The BiLE score is simple to calculate and is especially suited to bedside use immediately after ICU admission, the investigators wrote. But because of the diversity of acute liver failure etiologies in different regions of the world, the BiLE score will need to be validated in other centers and with other patient cohorts.
To develop the BiLE score, the investigators conducted a retrospective analysis of 102 ICU patients from a single institution who fulfilled the diagnostic criteria for acute liver failure. Of those, 39 survived for at least 8 weeks without the need for orthotopic liver transplant (OLT), 18 died without OLT, 5 died following OLT, and 40 survived following OLT. In all, 79 of the patients (77%) survived to week 8.
For the purposes of the study, patients with hepatic dysfunction were diagnosed with acute liver failure if they had hepatic encephalopathy, acute-onset increase of the International Normalized Ratio (INR) above 1.5, and the absence of signs of chronic liver disease during the clinical and ultrasound examinations.
There was no predominant etiology for acute liver failure among the patients in the study. Cryptogenic acute liver failure was the etiology in 21 patients, acute hepatitis B in 18, acetaminophen ingestion in 16, Budd-Chiari syndrome in 9, phenprocoumon toxicity in 7, idiosyncratic drug reactions in 5, Amanita phalloides ingestion in 5, Wilson's disease in 5, hepatitis A in 4, ischemic hepatitis in 4, and halothane reaction in 3. The remaining 5 patients had etiologies classified as “other.”
In comparing patients who survived with those who died or required OLT, the investigators found that 15 different laboratory values and other characteristics showed statistically significant differences. Multivariate linear regression revealed that bilirubin and lactate levels were the most predictive of survival.
Patients who survived without transplantation had a mean bilirubin level of 103 micromol/L, vs. 263 micromol/L in the liver transplantation or death group. Similarly, patients who survived without transplantation had a mean lactate level of 2.9 mmol/L, vs. 4.7 mmol/L in the liver transplantation or death group.
Patients with cryptogenic acute liver failure, Budd-Chiari syndrome, or phenprocoumon toxicity were more likely to die or require transplant, while those with acetaminophen toxicity were more likely to survive without the need for transplant.
The investigators designed the BiLE score empirically. To bring bilirubin and lactate into the same range of values, the equation calls for dividing bilirubin concentrations in micromol/L by 100. To this figure, one adds the lactate concentration in mmol/L and then adds or subtracts a value depending on the etiology. (See box.)
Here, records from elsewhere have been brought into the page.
use axum::{
    Json, Router,
    extract::State,
    http::{HeaderMap, StatusCode},
    routing::post,
};
use property_tracker::{
    config::EvolutionConfig,
    notifier::{EvolutionNotifier, MockNotifier, NotificationService, RetryPolicy},
};
use std::{
    sync::{
        Arc, Mutex,
        atomic::{AtomicUsize, Ordering},
    },
    time::Duration,
};
use tokio::net::TcpListener;

/// Fake Evolution gateway: fails the first `fail_first` calls with 500, then accepts.
#[derive(Clone, Default)]
struct Gateway {
    calls: Arc<AtomicUsize>,
    fail_first: usize,
    last_body: Arc<Mutex<Option<serde_json::Value>>>,
    last_api_key: Arc<Mutex<Option<String>>>,
}

async fn send_text(
    State(gateway): State<Gateway>,
    headers: HeaderMap,
    Json(body): Json<serde_json::Value>,
) -> StatusCode {
    let call = gateway.calls.fetch_add(1, Ordering::SeqCst);
    *gateway.last_body.lock().unwrap() = Some(body);
    *gateway.last_api_key.lock().unwrap() = headers
        .get("apikey")
        .and_then(|v| v.to_str().ok())
        .map(str::to_string);
    if call < gateway.fail_first {
        StatusCode::INTERNAL_SERVER_ERROR
    } else {
        StatusCode::CREATED
    }
}

async fn spawn_gateway(gateway: Gateway) -> String {
    let router = Router::new()
        .route("/message/sendText/{instance}", post(send_text))
        .with_state(gateway);
    let listener = TcpListener::bind("127.0.0.1:0").await.unwrap();
    let address = format!("http://{}", listener.local_addr().unwrap());
    tokio::spawn(async move {
        axum::serve(listener, router).await.unwrap();
    });
    address
}

fn notifier(base_url: String, max_attempts: u32) -> EvolutionNotifier {
    EvolutionNotifier::with_retry(
        EvolutionConfig {
            base_url,
            api_key: "test-key".to_string(),
            instance: "main".to_string(),
        },
        RetryPolicy {
            max_attempts,
            base_delay: Duration::from_millis(5),
        },
    )
}

#[tokio::test]
async fn delivers_on_first_success() {
    let gateway = Gateway::default();
    let base = spawn_gateway(gateway.clone()).await;

    assert!(notifier(base, 3).send_text("+5511999998888", "hello").await);
    assert_eq!(gateway.calls.load(Ordering::SeqCst), 1);

    let body = gateway.last_body.lock().unwrap().clone().unwrap();
    assert_eq!(body["number"], "5511999998888");
    assert_eq!(body["text"], "hello");
    assert_eq!(gateway.last_api_key.lock().unwrap().as_deref(), Some("test-key"));
}

#[tokio::test]
async fn retries_until_gateway_recovers() {
    let gateway = Gateway {
        fail_first: 2,
        ..Gateway::default()
    };
    let base = spawn_gateway(gateway.clone()).await;

    assert!(notifier(base, 3).send_text("+14155550123", "code 123456").await);
    assert_eq!(gateway.calls.load(Ordering::SeqCst), 3);
}

#[tokio::test]
async fn gives_up_after_max_attempts() {
    let gateway = Gateway {
        fail_first: usize::MAX,
        ..Gateway::default()
    };
    let base = spawn_gateway(gateway.clone()).await;

    assert!(!notifier(base, 3).send_text("+14155550123", "never").await);
    assert_eq!(gateway.calls.load(Ordering::SeqCst), 3);
}

#[tokio::test]
async fn unreachable_gateway_reports_failure() {
    // Bind then drop to get a port nobody listens on.
    let listener = TcpListener::bind("127.0.0.1:0").await.unwrap();
    let address = format!("http://{}", listener.local_addr().unwrap());
    drop(listener);

    assert!(!notifier(address, 2).send_text("+14155550123", "x").await);
}

#[tokio::test]
async fn mock_notifier_records_and_fails_on_request() {
    let ok = MockNotifier::new();
    assert!(ok.send_text("+1", "a").await);
    assert_eq!(ok.sent(), vec![("+1".to_string(), "a".to_string())]);

    let failing = MockNotifier::new_failing();
    assert!(!failing.send_text("+1", "b").await);
    assert_eq!(failing.sent().len(), 1);
}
Using a cutoff value of 6.9 to predict death or the need for transplant, the BiLE score achieved a sensitivity of 79%, a specificity of 84%, a positive predictive value of 89%, and a negative predictive value of 71%. Sensitivity was 100% in patients with cryptogenic acute liver failure.
In contrast, lactate alone with a cutoff of 3.5 mmol/L achieved a sensitivity and specificity of 59% and 66%, respectively. The MELD score with a cutoff of 32 achieved a sensitivity and specificity of 65% and 69%, respectively, and the King's College Criteria achieved a sensitivity and specificity of 58% and 82%, respectively.
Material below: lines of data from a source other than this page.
use chrono::{DateTime, Utc};
use serde::{Deserialize, Serialize};
use sqlx::FromRow;
use ts_rs::TS;
use utoipa::ToSchema;
use uuid::Uuid;

use crate::session::{Identity, Role};

// --- Core Application Schemas (Mapped to Database) ---

/// UserRecord
///
/// A row of the `users` table. Never serialized to clients: it carries the password
/// hash and the pending verification code. Clients see [`Identity`] instead.
#[derive(Debug, Clone, FromRow)]
#[cfg_attr(test, derive(Default))]
pub struct UserRecord {
    pub id: Uuid,
    pub email: String,
    pub name: String,
    pub phone_e164: Option<String>,
    // 'USER' | 'BROKER' | 'ADMIN'. Stored as text.
    pub role: String,
    pub password_hash: String,
    pub verified: bool,
    pub verification_code: Option<String>,
    pub verification_expires_at: Option<DateTime<Utc>>,
    // Wrong and right guesses alike; reset when a new code is issued.
    pub verification_attempts: i32,
    pub created_at: DateTime<Utc>,
}

impl UserRecord {
    /// identity
    ///
    /// Projects the stored row into the session payload. Returns None when the stored
    /// role is outside the known set, so a corrupt row can never mint a session.
    pub fn identity(&self) -> Option<Identity> {
        let role = match self.role.parse::<Role>() {
            Ok(role) => role,
            Err(e) => {
                tracing::error!(user_id = %self.id, "refusing to issue session: {e}");
                return None;
            }
        };
        Some(Identity {
            user_id: self.id.to_string(),
            role,
            email: self.email.clone(),
            name: self.name.clone(),
            phone_e164: self.phone_e164.clone(),
            verified: self.verified,
        })
    }
}

/// Result of checking a submitted verification code against the stored row.
#[derive(Debug, Clone, Copy, PartialEq, Eq)]
pub enum CodeCheck {
    Accepted,
    /// Already verified, or no code was ever issued.
    NothingPending,
    TooManyAttempts,
    Expired,
    Mismatch,
}

impl UserRecord {
    /// check_verification_code
    ///
    /// `verification_attempts` must already count this attempt. The cap is checked
    /// before the code itself, so a locked-out row rejects even the right code.
    pub fn check_verification_code(
        &self,
        code: &str,
        now: DateTime<Utc>,
        max_attempts: i32,
    ) -> CodeCheck {
        let Some(expected) = self.verification_code.as_deref() else {
            return CodeCheck::NothingPending;
        };
        if self.verified {
            return CodeCheck::NothingPending;
        }
        if self.verification_attempts > max_attempts {
            return CodeCheck::TooManyAttempts;
        }
        match self.verification_expires_at {
            Some(expires_at) if expires_at > now => {}
            _ => return CodeCheck::Expired,
        }
        if expected == code {
            CodeCheck::Accepted
        } else {
            CodeCheck::Mismatch
        }
    }
}

/// NewUser
///
/// Validated input handed to the repository on registration.
#[derive(Debug, Clone)]
pub struct NewUser {
    pub email: String,
    pub name: String,
    pub phone_e164: Option<String>,
    pub role: Role,
    pub password_hash: String,
    pub verification_code: String,
    pub verification_expires_at: DateTime<Utc>,
}

// --- Request Payloads (Input Schemas) ---

/// RegisterRequest
///
/// Input payload for POST /api/auth/register. The password is hashed before it
/// reaches the repository and is never logged.
#[derive(Debug, Clone, Serialize, Deserialize, TS, ToSchema)]
#[serde(rename_all = "camelCase")]
#[ts(export)]
pub struct RegisterRequest {
    #[schema(example = "ana@example.com")]
    pub email: String,
    pub password: String,
    pub name: String,
    #[serde(default)]
    #[schema(example = "+5511999998888")]
    pub phone_e164: Option<String>,
    /// USER or BROKER. Defaults to USER; ADMIN cannot be self-assigned.
    #[serde(default)]
    pub role: Option<Role>,
}

/// LoginRequest
///
/// Input payload for POST /api/auth/login.
#[derive(Debug, Clone, Serialize, Deserialize, TS, ToSchema)]
#[ts(export)]
pub struct LoginRequest {
    pub email: String,
    pub password: String,
}

/// VerifyEmailRequest
///
/// Input payload for POST /api/auth/verify-email. `code` is the six-digit value sent
/// at registration. The account comes from the caller's session, never from the body.
#[derive(Debug, Clone, Serialize, Deserialize, TS, ToSchema)]
#[ts(export)]
pub struct VerifyEmailRequest {
    #[schema(example = "042917")]
    pub code: String,
}

/// Lower-cased, trimmed form under which emails are stored and looked up.
pub fn normalize_email(email: &str) -> String {
    email.trim().to_lowercase()
}

/// E.164: a `+` followed by 8 to 15 digits, the first of which is not zero.
pub fn is_e164(phone: &str) -> bool {
    let Some(digits) = phone.strip_prefix('+') else {
        return false;
    };
    (8..=15).contains(&digits.len())
        && digits.chars().all(|c| c.is_ascii_digit())
        && !digits.starts_with('0')
}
The investigators stated that they had no conflicts of interest to report.
Calculation of the BiLE Score
The calculation method for the BiLE score is as follows:
Bilirubin (micromol/L)/100 + lactate (mmol/L)
+ 4 (in the case of cryptogenic acute liver failure, Budd-Chiari syndrome, or phenprocoumon toxicity)
− 2 (in the case of acetaminophen toxicity)
+ 0 (in the case of other etiologies)
BiLE scores above 6.9 are predictive of death or liver transplantation.